> **What you should do**
Your answer must be every line of the data that contains "documents".

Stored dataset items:
━━━━━━━━━━━━━━━━━━━━━━━━━━━━━━

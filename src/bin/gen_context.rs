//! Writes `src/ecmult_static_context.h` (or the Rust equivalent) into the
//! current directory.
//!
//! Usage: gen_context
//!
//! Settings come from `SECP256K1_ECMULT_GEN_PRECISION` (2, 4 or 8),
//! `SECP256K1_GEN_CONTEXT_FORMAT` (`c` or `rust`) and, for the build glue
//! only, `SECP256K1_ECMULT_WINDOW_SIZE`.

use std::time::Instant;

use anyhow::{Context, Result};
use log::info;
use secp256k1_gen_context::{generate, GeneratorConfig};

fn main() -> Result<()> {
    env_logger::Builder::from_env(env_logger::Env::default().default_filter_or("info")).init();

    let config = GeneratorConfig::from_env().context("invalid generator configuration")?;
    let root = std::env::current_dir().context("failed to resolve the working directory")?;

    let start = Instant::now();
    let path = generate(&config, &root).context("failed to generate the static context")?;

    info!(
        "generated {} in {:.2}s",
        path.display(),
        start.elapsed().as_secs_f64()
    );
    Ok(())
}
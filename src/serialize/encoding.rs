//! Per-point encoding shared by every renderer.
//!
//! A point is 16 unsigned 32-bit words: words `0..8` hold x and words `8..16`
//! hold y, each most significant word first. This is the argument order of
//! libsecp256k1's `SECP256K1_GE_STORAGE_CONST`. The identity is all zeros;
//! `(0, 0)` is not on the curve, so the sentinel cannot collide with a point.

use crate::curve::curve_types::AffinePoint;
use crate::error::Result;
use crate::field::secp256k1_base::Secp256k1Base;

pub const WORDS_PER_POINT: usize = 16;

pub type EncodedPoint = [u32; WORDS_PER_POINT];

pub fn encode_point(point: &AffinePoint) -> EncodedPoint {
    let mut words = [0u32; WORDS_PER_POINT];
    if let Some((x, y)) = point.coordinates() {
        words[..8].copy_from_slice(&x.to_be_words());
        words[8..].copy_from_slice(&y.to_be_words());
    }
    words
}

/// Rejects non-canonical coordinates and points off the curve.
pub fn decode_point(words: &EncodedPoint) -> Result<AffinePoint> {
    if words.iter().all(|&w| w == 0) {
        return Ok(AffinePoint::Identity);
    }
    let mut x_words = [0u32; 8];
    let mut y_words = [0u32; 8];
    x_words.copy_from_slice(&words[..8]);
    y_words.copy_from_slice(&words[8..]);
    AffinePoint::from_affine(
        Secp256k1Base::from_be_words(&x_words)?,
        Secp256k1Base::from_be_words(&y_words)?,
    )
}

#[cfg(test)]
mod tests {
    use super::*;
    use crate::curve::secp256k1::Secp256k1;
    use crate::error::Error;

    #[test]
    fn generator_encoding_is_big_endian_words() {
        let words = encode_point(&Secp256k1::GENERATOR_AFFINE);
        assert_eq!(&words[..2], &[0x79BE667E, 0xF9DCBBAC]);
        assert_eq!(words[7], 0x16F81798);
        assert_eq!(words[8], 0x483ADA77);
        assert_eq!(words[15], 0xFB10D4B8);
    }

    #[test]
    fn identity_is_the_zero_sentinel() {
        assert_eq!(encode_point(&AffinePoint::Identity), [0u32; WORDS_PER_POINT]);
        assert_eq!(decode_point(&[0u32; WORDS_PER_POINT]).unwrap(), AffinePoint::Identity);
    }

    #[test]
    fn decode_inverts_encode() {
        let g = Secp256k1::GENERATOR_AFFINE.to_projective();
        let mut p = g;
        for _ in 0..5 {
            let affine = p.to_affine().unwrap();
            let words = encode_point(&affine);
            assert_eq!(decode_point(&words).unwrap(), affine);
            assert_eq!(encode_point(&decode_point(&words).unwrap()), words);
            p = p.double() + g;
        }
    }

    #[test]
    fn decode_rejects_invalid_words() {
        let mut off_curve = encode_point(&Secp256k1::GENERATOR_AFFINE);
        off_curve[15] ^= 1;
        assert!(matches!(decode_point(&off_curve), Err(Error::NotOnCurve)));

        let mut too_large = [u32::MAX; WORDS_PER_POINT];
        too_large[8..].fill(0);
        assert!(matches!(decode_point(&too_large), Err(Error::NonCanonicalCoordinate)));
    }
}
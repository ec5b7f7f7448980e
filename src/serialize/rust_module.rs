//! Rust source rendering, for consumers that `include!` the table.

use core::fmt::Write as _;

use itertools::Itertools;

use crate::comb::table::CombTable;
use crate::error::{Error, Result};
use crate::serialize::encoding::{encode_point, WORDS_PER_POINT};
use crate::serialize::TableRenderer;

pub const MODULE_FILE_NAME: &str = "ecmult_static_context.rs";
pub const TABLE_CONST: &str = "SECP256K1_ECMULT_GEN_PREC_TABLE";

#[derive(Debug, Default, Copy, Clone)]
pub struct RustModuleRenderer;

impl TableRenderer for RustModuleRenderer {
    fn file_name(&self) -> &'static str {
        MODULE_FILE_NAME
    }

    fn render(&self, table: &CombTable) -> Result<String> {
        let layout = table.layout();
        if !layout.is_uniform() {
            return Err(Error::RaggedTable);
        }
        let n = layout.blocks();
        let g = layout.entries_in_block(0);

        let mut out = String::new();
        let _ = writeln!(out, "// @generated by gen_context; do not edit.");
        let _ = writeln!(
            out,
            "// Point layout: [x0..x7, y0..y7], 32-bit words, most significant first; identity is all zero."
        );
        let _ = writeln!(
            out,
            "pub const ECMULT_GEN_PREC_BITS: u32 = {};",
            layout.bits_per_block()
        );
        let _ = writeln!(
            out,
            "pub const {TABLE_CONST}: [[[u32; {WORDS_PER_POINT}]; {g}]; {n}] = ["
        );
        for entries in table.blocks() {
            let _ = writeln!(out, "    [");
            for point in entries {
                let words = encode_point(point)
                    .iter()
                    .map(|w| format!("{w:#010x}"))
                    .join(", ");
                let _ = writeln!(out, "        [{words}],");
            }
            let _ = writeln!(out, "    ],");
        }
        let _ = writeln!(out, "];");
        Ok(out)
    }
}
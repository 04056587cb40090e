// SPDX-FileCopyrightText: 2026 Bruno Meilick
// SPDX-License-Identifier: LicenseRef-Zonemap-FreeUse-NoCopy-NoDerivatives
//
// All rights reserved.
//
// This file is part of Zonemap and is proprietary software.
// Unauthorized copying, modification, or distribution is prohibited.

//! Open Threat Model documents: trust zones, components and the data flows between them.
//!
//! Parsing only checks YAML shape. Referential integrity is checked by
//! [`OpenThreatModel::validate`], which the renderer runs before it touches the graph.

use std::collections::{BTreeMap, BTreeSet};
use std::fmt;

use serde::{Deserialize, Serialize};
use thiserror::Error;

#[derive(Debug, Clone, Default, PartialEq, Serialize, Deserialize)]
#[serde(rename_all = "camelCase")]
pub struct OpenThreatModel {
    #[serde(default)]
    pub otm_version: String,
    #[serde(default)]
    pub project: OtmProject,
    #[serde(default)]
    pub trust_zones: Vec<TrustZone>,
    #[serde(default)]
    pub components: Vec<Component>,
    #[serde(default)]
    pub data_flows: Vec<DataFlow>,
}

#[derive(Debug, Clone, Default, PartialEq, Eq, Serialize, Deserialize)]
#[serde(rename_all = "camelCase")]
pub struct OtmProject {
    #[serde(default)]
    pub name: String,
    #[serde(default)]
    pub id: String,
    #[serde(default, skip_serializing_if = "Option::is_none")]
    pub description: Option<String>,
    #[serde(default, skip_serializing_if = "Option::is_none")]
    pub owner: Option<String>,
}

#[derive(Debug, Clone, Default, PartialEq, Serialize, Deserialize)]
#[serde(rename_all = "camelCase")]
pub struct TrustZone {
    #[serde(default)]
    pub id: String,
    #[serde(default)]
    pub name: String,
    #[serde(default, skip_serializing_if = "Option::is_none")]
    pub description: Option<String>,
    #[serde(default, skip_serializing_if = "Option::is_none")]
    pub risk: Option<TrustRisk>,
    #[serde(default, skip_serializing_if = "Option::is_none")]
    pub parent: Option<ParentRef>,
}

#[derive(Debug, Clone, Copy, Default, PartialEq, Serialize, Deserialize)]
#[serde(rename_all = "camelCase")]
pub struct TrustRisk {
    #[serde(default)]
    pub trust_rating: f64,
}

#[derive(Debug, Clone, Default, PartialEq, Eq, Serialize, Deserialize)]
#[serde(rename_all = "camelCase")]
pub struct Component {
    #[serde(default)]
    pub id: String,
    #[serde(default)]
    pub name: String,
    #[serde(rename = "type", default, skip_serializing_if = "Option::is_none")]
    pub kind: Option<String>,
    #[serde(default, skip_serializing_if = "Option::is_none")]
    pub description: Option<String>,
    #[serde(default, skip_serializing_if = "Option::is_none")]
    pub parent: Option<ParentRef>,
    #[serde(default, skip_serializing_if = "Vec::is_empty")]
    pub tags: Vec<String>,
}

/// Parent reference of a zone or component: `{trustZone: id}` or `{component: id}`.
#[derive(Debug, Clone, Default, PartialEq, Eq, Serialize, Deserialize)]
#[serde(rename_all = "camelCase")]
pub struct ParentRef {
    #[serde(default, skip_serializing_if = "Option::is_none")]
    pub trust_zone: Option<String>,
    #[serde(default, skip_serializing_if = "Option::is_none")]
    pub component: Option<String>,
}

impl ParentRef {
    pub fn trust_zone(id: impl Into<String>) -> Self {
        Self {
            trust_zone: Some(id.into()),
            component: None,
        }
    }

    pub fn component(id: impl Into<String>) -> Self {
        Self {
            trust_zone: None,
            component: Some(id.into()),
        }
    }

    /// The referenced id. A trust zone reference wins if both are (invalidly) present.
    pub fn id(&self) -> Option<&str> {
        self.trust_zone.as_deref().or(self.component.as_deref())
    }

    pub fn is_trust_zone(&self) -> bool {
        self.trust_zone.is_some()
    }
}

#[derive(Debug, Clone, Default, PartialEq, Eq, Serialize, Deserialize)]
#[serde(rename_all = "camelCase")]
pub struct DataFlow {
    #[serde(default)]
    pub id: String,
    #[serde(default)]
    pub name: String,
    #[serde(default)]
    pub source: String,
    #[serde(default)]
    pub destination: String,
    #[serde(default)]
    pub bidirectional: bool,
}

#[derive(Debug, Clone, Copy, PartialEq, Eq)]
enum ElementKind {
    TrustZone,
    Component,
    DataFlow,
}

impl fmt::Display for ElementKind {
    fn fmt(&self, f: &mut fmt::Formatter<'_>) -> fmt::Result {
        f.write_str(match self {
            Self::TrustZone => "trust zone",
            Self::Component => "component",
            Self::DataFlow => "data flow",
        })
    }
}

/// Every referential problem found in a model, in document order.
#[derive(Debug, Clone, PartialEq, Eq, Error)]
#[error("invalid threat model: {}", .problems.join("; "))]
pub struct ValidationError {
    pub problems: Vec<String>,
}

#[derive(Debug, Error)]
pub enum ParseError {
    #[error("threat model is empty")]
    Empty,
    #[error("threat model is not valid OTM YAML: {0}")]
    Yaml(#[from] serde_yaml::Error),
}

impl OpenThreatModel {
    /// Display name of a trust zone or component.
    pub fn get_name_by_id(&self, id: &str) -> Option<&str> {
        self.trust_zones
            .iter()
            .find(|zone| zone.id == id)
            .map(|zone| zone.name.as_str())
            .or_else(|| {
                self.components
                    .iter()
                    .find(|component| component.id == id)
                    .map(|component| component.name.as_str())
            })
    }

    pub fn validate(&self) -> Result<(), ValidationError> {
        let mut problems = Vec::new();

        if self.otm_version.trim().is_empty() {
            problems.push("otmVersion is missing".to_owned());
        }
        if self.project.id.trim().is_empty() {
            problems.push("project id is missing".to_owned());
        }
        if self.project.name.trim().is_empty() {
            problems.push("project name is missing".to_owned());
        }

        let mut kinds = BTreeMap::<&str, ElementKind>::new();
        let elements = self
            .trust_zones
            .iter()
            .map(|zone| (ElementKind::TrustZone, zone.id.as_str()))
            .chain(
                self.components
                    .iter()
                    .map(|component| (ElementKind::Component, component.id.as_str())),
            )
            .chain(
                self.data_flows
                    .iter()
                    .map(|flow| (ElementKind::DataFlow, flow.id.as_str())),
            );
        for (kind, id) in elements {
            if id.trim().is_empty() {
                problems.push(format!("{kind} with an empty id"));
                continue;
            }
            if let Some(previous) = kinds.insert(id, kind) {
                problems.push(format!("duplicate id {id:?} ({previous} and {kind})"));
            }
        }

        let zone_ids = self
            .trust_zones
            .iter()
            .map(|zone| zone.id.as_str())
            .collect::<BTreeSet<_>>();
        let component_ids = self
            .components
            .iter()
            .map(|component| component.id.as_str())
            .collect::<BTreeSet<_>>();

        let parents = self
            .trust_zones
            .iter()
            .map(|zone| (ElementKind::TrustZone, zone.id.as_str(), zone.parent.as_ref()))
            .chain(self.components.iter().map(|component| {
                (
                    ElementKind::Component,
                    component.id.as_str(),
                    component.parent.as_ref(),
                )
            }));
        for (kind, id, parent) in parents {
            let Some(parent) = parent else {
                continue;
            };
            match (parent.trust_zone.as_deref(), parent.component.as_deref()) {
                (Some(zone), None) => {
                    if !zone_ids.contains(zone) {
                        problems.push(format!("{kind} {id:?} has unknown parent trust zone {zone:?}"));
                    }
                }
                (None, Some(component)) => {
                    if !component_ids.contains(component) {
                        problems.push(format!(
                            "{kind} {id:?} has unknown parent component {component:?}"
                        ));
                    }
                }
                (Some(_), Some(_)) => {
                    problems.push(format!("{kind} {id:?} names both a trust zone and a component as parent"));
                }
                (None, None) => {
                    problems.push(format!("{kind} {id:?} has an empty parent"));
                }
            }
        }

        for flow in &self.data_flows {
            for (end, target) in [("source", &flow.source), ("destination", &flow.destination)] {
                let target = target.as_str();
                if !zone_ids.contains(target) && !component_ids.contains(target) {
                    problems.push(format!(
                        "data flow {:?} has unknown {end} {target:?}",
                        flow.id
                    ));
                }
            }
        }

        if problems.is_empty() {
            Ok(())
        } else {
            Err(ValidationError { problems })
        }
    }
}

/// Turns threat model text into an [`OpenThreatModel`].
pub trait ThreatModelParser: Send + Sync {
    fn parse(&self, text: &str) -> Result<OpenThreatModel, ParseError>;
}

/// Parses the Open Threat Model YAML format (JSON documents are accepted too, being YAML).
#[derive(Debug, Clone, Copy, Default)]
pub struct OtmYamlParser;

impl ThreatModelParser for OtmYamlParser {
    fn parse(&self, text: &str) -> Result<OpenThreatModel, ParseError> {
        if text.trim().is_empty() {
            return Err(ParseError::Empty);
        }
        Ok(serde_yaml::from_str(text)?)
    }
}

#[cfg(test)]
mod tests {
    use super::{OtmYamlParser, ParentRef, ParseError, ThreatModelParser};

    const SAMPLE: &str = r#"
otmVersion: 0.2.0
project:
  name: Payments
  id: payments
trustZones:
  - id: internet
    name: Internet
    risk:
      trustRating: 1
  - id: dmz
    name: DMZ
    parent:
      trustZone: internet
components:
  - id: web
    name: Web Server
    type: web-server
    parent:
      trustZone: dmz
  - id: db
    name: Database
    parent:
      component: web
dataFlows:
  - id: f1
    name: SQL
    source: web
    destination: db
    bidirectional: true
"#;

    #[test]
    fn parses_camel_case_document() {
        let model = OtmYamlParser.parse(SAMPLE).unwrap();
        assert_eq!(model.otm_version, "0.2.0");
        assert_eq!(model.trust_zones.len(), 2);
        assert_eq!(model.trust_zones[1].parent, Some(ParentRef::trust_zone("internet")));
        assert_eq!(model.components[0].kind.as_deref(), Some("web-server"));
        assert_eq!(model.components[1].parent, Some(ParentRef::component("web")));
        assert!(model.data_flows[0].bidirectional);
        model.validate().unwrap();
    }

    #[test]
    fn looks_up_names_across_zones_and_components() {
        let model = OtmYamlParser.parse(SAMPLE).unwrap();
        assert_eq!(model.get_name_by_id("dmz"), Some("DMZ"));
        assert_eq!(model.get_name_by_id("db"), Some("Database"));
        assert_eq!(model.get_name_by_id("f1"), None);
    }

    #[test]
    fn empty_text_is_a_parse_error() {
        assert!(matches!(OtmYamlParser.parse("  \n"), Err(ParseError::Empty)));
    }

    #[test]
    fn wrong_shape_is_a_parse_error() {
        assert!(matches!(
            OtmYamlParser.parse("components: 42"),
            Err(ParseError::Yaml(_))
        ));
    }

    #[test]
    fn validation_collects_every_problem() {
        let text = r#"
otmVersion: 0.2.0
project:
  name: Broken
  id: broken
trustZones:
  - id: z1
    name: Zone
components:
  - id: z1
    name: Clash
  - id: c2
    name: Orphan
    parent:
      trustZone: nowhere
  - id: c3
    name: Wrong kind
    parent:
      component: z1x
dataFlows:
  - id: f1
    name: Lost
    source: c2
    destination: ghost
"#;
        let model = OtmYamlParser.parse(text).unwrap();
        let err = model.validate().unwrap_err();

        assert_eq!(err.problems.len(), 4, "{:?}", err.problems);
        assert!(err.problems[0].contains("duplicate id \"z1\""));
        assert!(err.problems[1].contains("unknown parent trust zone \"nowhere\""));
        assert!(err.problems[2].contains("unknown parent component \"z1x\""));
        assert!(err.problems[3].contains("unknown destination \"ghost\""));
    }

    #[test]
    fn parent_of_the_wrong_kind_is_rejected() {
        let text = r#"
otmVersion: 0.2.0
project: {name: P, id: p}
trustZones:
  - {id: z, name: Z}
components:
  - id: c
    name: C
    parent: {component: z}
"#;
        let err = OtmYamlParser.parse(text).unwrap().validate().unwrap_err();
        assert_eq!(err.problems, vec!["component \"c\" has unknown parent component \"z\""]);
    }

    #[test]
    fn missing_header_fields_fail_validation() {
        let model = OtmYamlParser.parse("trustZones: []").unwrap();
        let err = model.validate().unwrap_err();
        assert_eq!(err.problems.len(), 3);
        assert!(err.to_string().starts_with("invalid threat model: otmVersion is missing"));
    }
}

━━━━━━━━━━━━━━━━━━━━━━━━━━━━━━

> **Written reply**
//! Open Threat Model documents: trust zones, components and the data flows between them.
/// Parses the Open Threat Model YAML format (JSON documents are accepted too, being YAML).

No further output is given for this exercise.